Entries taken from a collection
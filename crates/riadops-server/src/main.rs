//! riadops CLI entry point.

use std::process::ExitCode;

use clap::Parser;

use riadops_core::init_tracing;
use riadops_server::cli::{Cli, Command, ConfigAction};
use riadops_server::commands;
use riadops_server::{AppConfig, ServerResult};

#[tokio::main]
async fn main() -> ExitCode {
    let cli = Cli::parse();

    match run(cli).await {
        Ok(()) => ExitCode::SUCCESS,
        Err(e) => {
            eprintln!("error: {}", e);
            ExitCode::FAILURE
        }
    }
}

async fn run(cli: Cli) -> ServerResult<()> {
    let mut config = match cli.config {
        Some(ref path) => AppConfig::load_from(path)?,
        None => AppConfig::load()?,
    };
    if let Some(format) = cli.log_format {
        config.logging.format = format;
    }

    init_tracing(config.logging.to_tracing_config(cli.debug)?)?;

    match cli.command {
        Command::Serve { bind } => commands::serve::run(&config, bind).await,
        Command::Feeds { room, pretty } => {
            commands::feeds::run(&config, room.as_deref(), pretty).await
        }
        Command::Config { action } => match action {
            ConfigAction::Dump => commands::config::dump(&config),
            ConfigAction::Path => commands::config::path(),
        },
    }
}
//! Error types for feed fetching and parsing.
//!
//! A [`FeedError`] never escapes the aggregator: it is rendered into the
//! affected room's `error` field. The [`FeedErrorCode`] keeps the category
//! around for logging.

use std::fmt;
use std::time::Duration;

use thiserror::Error;

/// The category of a feed error.
#[derive(Debug, Clone, Copy, PartialEq, Eq, Hash)]
pub enum FeedErrorCode {
    /// Connection failed, DNS resolution failed, body could not be read, etc.
    NetworkError,
    /// The fetch did not settle within the configured timeout.
    Timeout,
    /// The server answered with a non-success status.
    HttpStatus,
    /// The body is not a calendar document.
    InvalidDocument,
    /// The room's feed URL is not an absolute http(s) URL.
    InvalidUrl,
    /// The HTTP client could not be built from the configuration.
    ConfigurationError,
}

impl FeedErrorCode {
    /// Returns a stable snake_case name for this code.
    pub fn as_str(&self) -> &'static str {
        match self {
            Self::NetworkError => "network_error",
            Self::Timeout => "timeout",
            Self::HttpStatus => "http_status",
            Self::InvalidDocument => "invalid_document",
            Self::InvalidUrl => "invalid_url",
            Self::ConfigurationError => "configuration_error",
        }
    }
}

impl fmt::Display for FeedErrorCode {
    fn fmt(&self, f: &mut fmt::Formatter<'_>) -> fmt::Result {
        write!(f, "{}", self.as_str())
    }
}

/// An error that occurred while fetching or parsing one room's feed.
#[derive(Debug, Error)]
pub struct FeedError {
    code: FeedErrorCode,
    message: String,
    /// HTTP status, for [`FeedErrorCode::HttpStatus`].
    status: Option<u16>,
    #[source]
    source: Option<Box<dyn std::error::Error + Send + Sync>>,
}

impl FeedError {
    /// Creates a new feed error with the given code and message.
    pub fn new(code: FeedErrorCode, message: impl Into<String>) -> Self {
        Self {
            code,
            message: message.into(),
            status: None,
            source: None,
        }
    }

    /// Creates a network error.
    pub fn network(message: impl Into<String>) -> Self {
        Self::new(FeedErrorCode::NetworkError, message)
    }

    /// Creates a timeout error for a fetch that exceeded `after`.
    pub fn timeout(after: Duration) -> Self {
        Self::new(
            FeedErrorCode::Timeout,
            format!("Request timed out after {}s", after.as_secs_f64()),
        )
    }

    /// Creates an error for a non-success HTTP status.
    ///
    /// The message reads like `HTTP 404 Not Found`.
    pub fn http_status(status: u16, reason: Option<&str>) -> Self {
        let message = match reason {
            Some(reason) => format!("HTTP {} {}", status, reason),
            None => format!("HTTP {}", status),
        };
        let mut err = Self::new(FeedErrorCode::HttpStatus, message);
        err.status = Some(status);
        err
    }

    /// Creates the error reported for bodies that are not calendar documents.
    pub fn invalid_document() -> Self {
        Self::new(FeedErrorCode::InvalidDocument, "Invalid iCal format")
    }

    /// Creates an invalid URL error.
    pub fn invalid_url(message: impl Into<String>) -> Self {
        Self::new(FeedErrorCode::InvalidUrl, message)
    }

    /// Creates a configuration error.
    pub fn configuration(message: impl Into<String>) -> Self {
        Self::new(FeedErrorCode::ConfigurationError, message)
    }

    /// Sets the source error.
    pub fn with_source<E>(mut self, source: E) -> Self
    where
        E: std::error::Error + Send + Sync + 'static,
    {
        self.source = Some(Box::new(source));
        self
    }

    /// Returns the error code.
    pub fn code(&self) -> FeedErrorCode {
        self.code
    }

    /// Returns the human-readable message, as shown in a room's `error` field.
    pub fn message(&self) -> &str {
        &self.message
    }

    /// Returns the HTTP status for status errors.
    pub fn status(&self) -> Option<u16> {
        self.status
    }
}

impl fmt::Display for FeedError {
    fn fmt(&self, f: &mut fmt::Formatter<'_>) -> fmt::Result {
        write!(f, "{}: {}", self.code, self.message)
    }
}

/// A specialized Result type for feed operations.
pub type FeedResult<T> = Result<T, FeedError>;
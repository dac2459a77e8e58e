//! Concurrent per-room feed aggregation.
//!
//! [`FeedAggregator::collect`] fetches every room's feed at once and joins the
//! results. A room's failure (bad URL, HTTP error, timeout, non-calendar
//! body) is recorded on that room only; the aggregate call itself cannot
//! fail.

use std::sync::Arc;
use std::time::Duration;

use futures_util::future::join_all;
use riadops_core::{BookedRange, Room, RoomAvailability};
use tracing::{Instrument, debug, info, info_span, warn};

use crate::config::FeedConfig;
use crate::error::{FeedError, FeedResult};
use crate::ical::parse_feed;
use crate::source::{FeedSource, parse_feed_url};

/// Fetches and parses room feeds.
#[derive(Clone)]
pub struct FeedAggregator {
    source: Arc<dyn FeedSource>,
    timeout: Duration,
}

impl std::fmt::Debug for FeedAggregator {
    fn fmt(&self, f: &mut std::fmt::Formatter<'_>) -> std::fmt::Result {
        f.debug_struct("FeedAggregator")
            .field("source", &self.source.name())
            .field("timeout", &self.timeout)
            .finish()
    }
}

impl FeedAggregator {
    /// Creates an aggregator using the default per-fetch timeout.
    pub fn new(source: Arc<dyn FeedSource>) -> Self {
        Self {
            source,
            timeout: Duration::from_secs(FeedConfig::DEFAULT_TIMEOUT_SECS),
        }
    }

    /// Creates an aggregator over an HTTP source built from `config`.
    #[cfg(feature = "http")]
    pub fn from_config(config: &FeedConfig) -> FeedResult<Self> {
        let source = crate::http::HttpFeedSource::new(config)?;
        Ok(Self::new(Arc::new(source)).with_timeout(config.timeout))
    }

    /// Sets the per-fetch timeout.
    pub fn with_timeout(mut self, timeout: Duration) -> Self {
        self.timeout = timeout;
        self
    }

    /// Returns the per-fetch timeout.
    pub fn timeout(&self) -> Duration {
        self.timeout
    }

    /// Builds the availability of every room.
    ///
    /// All fetches run concurrently and the result keeps the order of
    /// `rooms`. Returns once every fetch has succeeded, failed or timed out.
    pub async fn collect(&self, rooms: &[Room]) -> Vec<RoomAvailability> {
        let feeds = rooms.iter().filter(|room| room.has_feed()).count();
        info!(rooms = rooms.len(), feeds, "Fetching room feeds");

        let results = join_all(rooms.iter().map(|room| self.room_availability(room))).await;

        let failed = results.iter().filter(|r| r.is_error()).count();
        info!(rooms = results.len(), failed, "Room feeds settled");
        results
    }

    /// Builds the availability of a single room.
    ///
    /// A room without a feed URL yields an empty, error-free record.
    pub async fn room_availability(&self, room: &Room) -> RoomAvailability {
        let availability = RoomAvailability::for_room(room);
        let Some(url) = room.ical_url.as_deref() else {
            debug!(room_id = %room.id, "Room has no feed URL");
            return availability;
        };

        let span = info_span!("room_feed", room_id = %room.id, source = self.source.name());
        match self.fetch_ranges(url).instrument(span).await {
            Ok(ranges) => {
                debug!(room_id = %room.id, ranges = ranges.len(), "Room feed parsed");
                availability.with_ranges(ranges)
            }
            Err(e) => {
                warn!(room_id = %room.id, code = %e.code(), error = %e.message(), "Room feed failed");
                availability.with_error(e.message())
            }
        }
    }

    /// Fetches and parses one feed, bounded by the configured timeout.
    pub async fn fetch_ranges(&self, url: &str) -> FeedResult<Vec<BookedRange>> {
        let url = parse_feed_url(url)?;

        let body = tokio::time::timeout(self.timeout, self.source.fetch(&url))
            .await
            .map_err(|_| FeedError::timeout(self.timeout))??;

        parse_feed(&body)
    }
}
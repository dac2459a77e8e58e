//! HTTP routes.
//!
//! - `GET /health`
//! - `GET /api/ical-feeds[?room=<id>]`

use std::sync::Arc;

use axum::{
    Json, Router,
    extract::{Query, State},
    http::StatusCode,
    routing::get,
};
use serde::{Deserialize, Serialize};
use tower_http::cors::{Any, CorsLayer};
use tower_http::trace::TraceLayer;

use crate::service::{AvailabilityService, FeedsReport};

/// State shared by all handlers.
pub type SharedState = Arc<AvailabilityService>;

/// Builds the application router.
pub fn router(state: SharedState) -> Router {
    let cors = CorsLayer::new()
        .allow_origin(Any)
        .allow_methods(Any)
        .allow_headers(Any);

    Router::new()
        .route("/health", get(health))
        .route("/api/ical-feeds", get(ical_feeds))
        .with_state(state)
        .layer(cors)
        .layer(TraceLayer::new_for_http())
}

#[derive(Debug, Serialize)]
struct HealthResponse {
    status: &'static str,
    version: &'static str,
}

/// GET /health
async fn health() -> Json<HealthResponse> {
    Json(HealthResponse {
        status: "ok",
        version: env!("CARGO_PKG_VERSION"),
    })
}

/// Query parameters of `/api/ical-feeds`.
#[derive(Debug, Default, Deserialize)]
pub struct FeedsQuery {
    /// Restrict the report to this room id.
    pub room: Option<String>,
}

/// GET /api/ical-feeds - availability of every room
///
/// Answers 200 whenever the room list could be read, whatever happened to
/// the individual feeds, and 500 otherwise.
async fn ical_feeds(
    State(service): State<SharedState>,
    Query(query): Query<FeedsQuery>,
) -> (StatusCode, Json<FeedsReport>) {
    let report = service.report(query.room.as_deref()).await;
    let status = if report.success {
        StatusCode::OK
    } else {
        StatusCode::INTERNAL_SERVER_ERROR
    };
    (status, Json(report))
}

#[cfg(test)]
mod tests {
    use super::*;
    use axum::body::{Body, to_bytes};
    use axum::http::Request;
    use riadops_feeds::{BoxFuture, FeedAggregator, FeedResult, FeedSource};
    use tower::ServiceExt;
    use url::Url;

    use crate::store::CsvTableStore;

    struct NoNetwork;

    impl FeedSource for NoNetwork {
        fn name(&self) -> &str {
            "none"
        }

        fn fetch<'a>(&'a self, _url: &'a Url) -> BoxFuture<'a, FeedResult<String>> {
            Box::pin(async {
                Err::<String, _>(riadops_feeds::FeedError::network("Request failed: offline"))
            })
        }
    }

    fn app(dir: &std::path::Path) -> Router {
        let service = AvailabilityService::new(
            Arc::new(CsvTableStore::new(dir)),
            FeedAggregator::new(Arc::new(NoNetwork)),
        );
        router(Arc::new(service))
    }

    async fn get_json(app: Router, uri: &str) -> (StatusCode, serde_json::Value) {
        let response = app
            .oneshot(Request::builder().uri(uri).body(Body::empty()).unwrap())
            .await
            .unwrap();
        let status = response.status();
        let bytes = to_bytes(response.into_body(), usize::MAX).await.unwrap();
        (status, serde_json::from_slice(&bytes).unwrap())
    }

    #[tokio::test]
    async fn health_reports_ok() {
        let dir = tempfile::tempdir().unwrap();
        let (status, body) = get_json(app(dir.path()), "/health").await;

        assert_eq!(status, StatusCode::OK);
        assert_eq!(body["status"], "ok");
    }

    #[tokio::test]
    async fn feeds_succeed_with_room_level_errors() {
        let dir = tempfile::tempdir().unwrap();
        std::fs::write(
            dir.path().join("Rooms.csv"),
            "Room ID,Room Name,Property,iCal URL\n\
             r1,Jasmine,Riad Nour,https://a.test/r1.ics\n\
             r2,Saffron,Riad Nour,\n",
        )
        .unwrap();

        let (status, body) = get_json(app(dir.path()), "/api/ical-feeds").await;

        assert_eq!(status, StatusCode::OK);
        assert_eq!(body["success"], true);
        let rooms = body["rooms"].as_array().unwrap();
        assert_eq!(rooms.len(), 2);

        assert_eq!(rooms[0]["roomId"], "r1");
        assert_eq!(rooms[0]["error"], "Request failed: offline");
        assert_eq!(rooms[0]["blockedDates"].as_array().unwrap().len(), 0);

        assert_eq!(rooms[1]["roomId"], "r2");
        assert!(rooms[1]["icalUrl"].is_null());
        assert!(rooms[1].get("error").is_none());
    }

    #[tokio::test]
    async fn feeds_filter_by_room_query() {
        let dir = tempfile::tempdir().unwrap();
        std::fs::write(
            dir.path().join("Rooms.csv"),
            "Room ID,Room Name\nr1,Jasmine\nr2,Saffron\n",
        )
        .unwrap();

        let (status, body) = get_json(app(dir.path()), "/api/ical-feeds?room=r2").await;

        assert_eq!(status, StatusCode::OK);
        let rooms = body["rooms"].as_array().unwrap();
        assert_eq!(rooms.len(), 1);
        assert_eq!(rooms[0]["roomName"], "Saffron");
    }

    #[tokio::test]
    async fn missing_room_table_is_a_server_error() {
        let dir = tempfile::tempdir().unwrap();
        let (status, body) = get_json(app(dir.path()), "/api/ical-feeds").await;

        assert_eq!(status, StatusCode::INTERNAL_SERVER_ERROR);
        assert_eq!(body["success"], false);
        assert_eq!(body["rooms"].as_array().unwrap().len(), 0);
        assert!(body["error"].as_str().unwrap().contains("Rooms"));
    }
}
//! HTTP API, room directory, table store and CLI for riadops.
//!
//! This crate wires the feed aggregator to the business's spreadsheets:
//! - Read-only CSV table store with header-keyed rows
//! - Room directory mapping named columns to rooms
//! - `GET /api/ical-feeds` aggregate availability endpoint
//! - TOML configuration and the `riadops` command line
//!
//! # Example
//!
//! ```rust,no_run
//! use std::sync::Arc;
//! use riadops_server::{AppConfig, AvailabilityService, router};
//!
//! #[tokio::main]
//! async fn main() -> Result<(), Box<dyn std::error::Error>> {
//!     let config = AppConfig::load()?;
//!     let service = AvailabilityService::from_config(&config)?;
//!     let listener = tokio::net::TcpListener::bind(config.server.bind).await?;
//!     axum::serve(listener, router(Arc::new(service))).await?;
//!     Ok(())
//! }
//! ```

pub mod cli;
pub mod commands;
mod config;
mod error;
mod rooms;
mod routes;
mod service;
mod store;

pub use config::{AppConfig, FeedSettings, LoggingSettings, ServerSettings, StoreSettings};
pub use error::{ServerError, ServerResult};
pub use rooms::{RoomColumns, load_rooms, rooms_from_table};
pub use routes::{FeedsQuery, SharedState, router};
pub use service::{AvailabilityService, FeedsReport};
pub use store::{CsvTableStore, Row, Table, TableStore};
//! Feeds command: one fetch cycle printed to stdout.

use crate::config::AppConfig;
use crate::error::{ServerError, ServerResult};
use crate::service::{AvailabilityService, FeedsReport};

/// Fetches every room's feed once and prints the report.
///
/// Room-level failures are part of the report; only an unreadable room list
/// makes the command fail (after printing the failed report).
pub async fn run(config: &AppConfig, room: Option<&str>, pretty: bool) -> ServerResult<()> {
    let service = AvailabilityService::from_config(config)?;

    let (report, outcome) = match service.availability(room).await {
        Ok(rooms) => (FeedsReport::ok(rooms), Ok(())),
        Err(e) => (FeedsReport::failure(e.to_string()), Err(e)),
    };

    let json = if pretty {
        serde_json::to_string_pretty(&report)
    } else {
        serde_json::to_string(&report)
    }
    .map_err(|e| ServerError::internal(format!("failed to encode report: {}", e)))?;
    println!("{}", json);

    outcome
}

PROBLEM DETAILS — Among the records above, find the lines that contain "Send" and copy every one.

TASK OUTPUT —
    source: Option<Box<dyn std::error::Error + Send + Sync>>,
        E: std::error::Error + Send + Sync + 'static,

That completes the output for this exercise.